Drug-eluting stents (DESs) greatly reduce the chances of restenosis, a gradual growth of abnormal cells within the stent. However, the results of a new study reveal that DESs may also put patients at a higher risk for a sudden and potentially fatal thrombosis.
Drug-eluting stents (DESs) greatly reduce the chances of restenosis, a gradual growth of abnormal cells within the stent. However, the results of a new study reveal that DESs may also put patients at a higher risk for a sudden and potentially fatal thrombosis.
Data from the BASKET-LATE trial showed a more than threefold increase in death or myocardial infarction (MI) with DESs in the year after clopidogrel (Plavix, Sanofi-Aventis/Bristol-Myers Squibb) discontinuation. Clopidogrel along with aspirin is usually prescribed for the first six months to a year following stent placement. The new data suggest that the current antiplatelet regimen may not be long enough to provide adequate protection from late thrombosis with DESs.
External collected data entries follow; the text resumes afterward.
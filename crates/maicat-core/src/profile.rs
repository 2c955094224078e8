//! Per-service pipeline configuration.
//!
//! The domestic and international catalogs share one pipeline; everything
//! that differs between them lives here as data. The override tables are
//! editorial facts about the source catalogs, not tunables.

/// Version label that marks an entry as belonging to the current release.
pub const CURRENT_VERSION: &str = "maimai でらっくす PRiSM";

/// Genre placeholder for records without a category code.
pub const DEFAULT_GENRE: &str = "其他游戏";

/// International records added on or after this date swap which of the
/// paired standard/deluxe charts is stamped with the addition date.
pub const INTL_DATE_ROLE_PIVOT: u32 = 20191115;

/// How much of a matched community rating sequence is adopted.
#[derive(Debug, Clone, Copy, PartialEq, Eq)]
pub enum RatingScope {
    /// Overwrite the first two tiers only (basic, advanced).
    FirstTwo,
    /// Replace the whole sequence.
    Full,
}

/// Which date fields feed `basic_info.release_date`.
#[derive(Debug, Clone, Copy, PartialEq, Eq)]
pub enum DateRule {
    /// `date_added` / `date_updated`.
    Domestic,
    /// `date_intl_added` / `date_intl_updated`, with the role pivot and
    /// per-title overrides.
    International,
}

/// Hard id (and optionally title) override for one colliding source record.
#[derive(Debug, Clone, Copy)]
pub struct SpecialCase {
    /// Image-derived id the normalizer assigns to the record.
    pub image_id: &'static str,
    pub id: &'static str,
    pub title: Option<&'static str>,
}

/// Colliding "Link" charts in the domestic catalog; ids only.
const DOMESTIC_SPECIAL_CASES: &[SpecialCase] = &[
    SpecialCase {
        image_id: "1e44516a8a3b5a51",
        id: "131",
        title: None,
    },
    SpecialCase {
        image_id: "e90f79d9dcff84df",
        id: "383",
        title: None,
    },
];

/// The international feed also needs the titles disambiguated.
const INTL_SPECIAL_CASES: &[SpecialCase] = &[
    SpecialCase {
        image_id: "1e44516a8a3b5a51",
        id: "131",
        title: Some("Link"),
    },
    SpecialCase {
        image_id: "e90f79d9dcff84df",
        id: "383",
        title: Some("Link(COF)"),
    },
];

/// Titles whose international release dates predate the feed's records.
const INTL_DATE_OVERRIDES: &[(&str, &str)] = &[
    ("夜明けまであと３秒", "20170214"),
    ("みんなの", "20181002"),
];

/// Version labels whose entries keep freshly-parsed difficulty data
/// during cached-catalog adoption (everything older trusts the cache).
const INTL_RECENT_VERSIONS: &[&str] =
    &["maimai でらっくす PRiSM", "maimai でらっくす PRiSM PLUS"];

const DOMESTIC_SONG_FEED: &str = "https://otoge-db.net/maimai/data/music-ex.json";
const INTL_SONG_FEED: &str = "https://otoge-db.net/maimai/data/music-ex-intl.json";
const COMMUNITY_FEED: &str = "https://www.diving-fish.com/api/maimaidxprober/music_data";

/// All locale-specific pipeline behavior, as data.
#[derive(Debug, Clone)]
pub struct Profile {
    pub name: &'static str,
    /// Increment applied by the level parser for a `+` modifier.
    pub plus_step: f64,
    pub current_version: &'static str,
    /// Freshness window for cached-catalog field adoption.
    pub recent_versions: &'static [&'static str],
    /// Append a zero-filled sub-chart when a tier has no note fields,
    /// keeping `charts` at the configured tier count.
    pub pad_missing_tiers: bool,
    /// Assign run-scoped sequential chart ids (`cids`).
    pub assign_chart_ids: bool,
    /// Read the special-event rating from `lev_utage_i` before falling
    /// back to the plain label.
    pub utage_internal_level: bool,
    /// Adopt cached `ds`/`charts`/BPM for entries older than
    /// `recent_versions` during reconciliation pass 2.
    pub adopt_origin_fields: bool,
    pub community_scope: RatingScope,
    pub date_rule: DateRule,
    /// (title, release date) pairs that override the selected date.
    pub date_overrides: &'static [(&'static str, &'static str)],
    pub special_cases: &'static [SpecialCase],
    pub song_feed_url: &'static str,
    pub community_feed_url: &'static str,
}

impl Profile {
    /// Japanese-service catalog.
    pub fn domestic() -> Self {
        Self {
            name: "domestic",
            plus_step: 0.5,
            current_version: CURRENT_VERSION,
            recent_versions: &[],
            pad_missing_tiers: false,
            assign_chart_ids: false,
            utage_internal_level: true,
            adopt_origin_fields: false,
            community_scope: RatingScope::FirstTwo,
            date_rule: DateRule::Domestic,
            date_overrides: &[],
            special_cases: DOMESTIC_SPECIAL_CASES,
            song_feed_url: DOMESTIC_SONG_FEED,
            community_feed_url: COMMUNITY_FEED,
        }
    }

    /// International-service catalog.
    pub fn international() -> Self {
        Self {
            name: "international",
            plus_step: 0.6,
            current_version: CURRENT_VERSION,
            recent_versions: INTL_RECENT_VERSIONS,
            pad_missing_tiers: true,
            assign_chart_ids: true,
            utage_internal_level: false,
            adopt_origin_fields: true,
            community_scope: RatingScope::Full,
            date_rule: DateRule::International,
            date_overrides: INTL_DATE_OVERRIDES,
            special_cases: INTL_SPECIAL_CASES,
            song_feed_url: INTL_SONG_FEED,
            community_feed_url: COMMUNITY_FEED,
        }
    }

    /// Ids the special-case table can assign; pass 2 must not overwrite
    /// entries already carrying one of these.
    pub fn special_case_ids(&self) -> impl Iterator<Item = &'static str> + '_ {
        self.special_cases.iter().map(|case| case.id)
    }

    /// Whether a version label falls inside the freshness window.
    pub fn is_recent_version(&self, label: &str) -> bool {
        self.recent_versions.contains(&label)
    }
}

#[cfg(test)]
mod tests {
    use super::*;

    #[test]
    fn test_profiles_differ_where_expected() {
        let jp = Profile::domestic();
        let intl = Profile::international();

        assert_eq!(jp.plus_step, 0.5);
        assert_eq!(intl.plus_step, 0.6);
        assert!(!jp.assign_chart_ids);
        assert!(intl.assign_chart_ids);
        assert!(!jp.pad_missing_tiers);
        assert!(intl.pad_missing_tiers);
        assert_eq!(jp.community_scope, RatingScope::FirstTwo);
        assert_eq!(intl.community_scope, RatingScope::Full);
    }

    #[test]
    fn test_recency_window() {
        let intl = Profile::international();
        assert!(intl.is_recent_version("maimai でらっくす PRiSM"));
        assert!(intl.is_recent_version("maimai でらっくす PRiSM PLUS"));
        assert!(!intl.is_recent_version("maimai でらっくす BUDDiES"));

        let jp = Profile::domestic();
        assert!(!jp.is_recent_version("maimai でらっくす PRiSM"));
    }

    #[test]
    fn test_special_case_ids() {
        let jp = Profile::domestic();
        let ids: Vec<_> = jp.special_case_ids().collect();
        assert_eq!(ids, vec!["131", "383"]);
    }
}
So it's kind of a double-edged sword, said David Brown, M.D., chief of cardiology at Stony Brook University Hospital, in New York. "The good news is the drugs prevent the in-growth of smooth muscle cells; the bad news is they may also prevent the in-growth of endothelial cells, which are what you need to reduce the thrombotic risk," he said.
For patients who have a DES and have concerns about the risk of prolonged use of clopidogrel, a drug that is associated with bleeding, physicians and pharmacists have to walk a thin line. "There are competing risks that have to be evaluated with Plavix, such as risk of bleeding," said Steven Nissen, M.D., chairman of the department of cardiovascular medicine at the Cleveland Clinic.
So how concerned should patients with a DES be about the risk of late thrombosis? "The numbers are very low," said Madhu Natarajan, M.D., an interventionist cardiologist at McMaster University in Hamilton, Ontario. "If this were a real problem-with the numbers of patients who are getting stents in North America and Europe and the complexity of cases-we should actually see this much more often."
So what's the take-home message for healthcare practitioners as well as patients regarding late stent thrombosis? "Reevaluate the Plavix regimen," said Brown, who also asserted that in real-world practice, the numbers for late thrombosis in patients with DESs are "very small."
For their part, major stent manufacturers are not going quietly into the night. Cordis Corp., a division of Johnson & Johnson, which makes the Cypher stent, released the results of an independent study conducted by the Harvard Clinical Research Institute that shows the Cypher DES is not associated with an increased overall risk of thrombosis compared with bare-metal stents. Cordis has also expanded a registry that will evaluate safety and efficacy measures, major adverse cardiac events such as heart attack and death, in-stent thrombosis, and information regarding the use of dual antiplatelet therapy.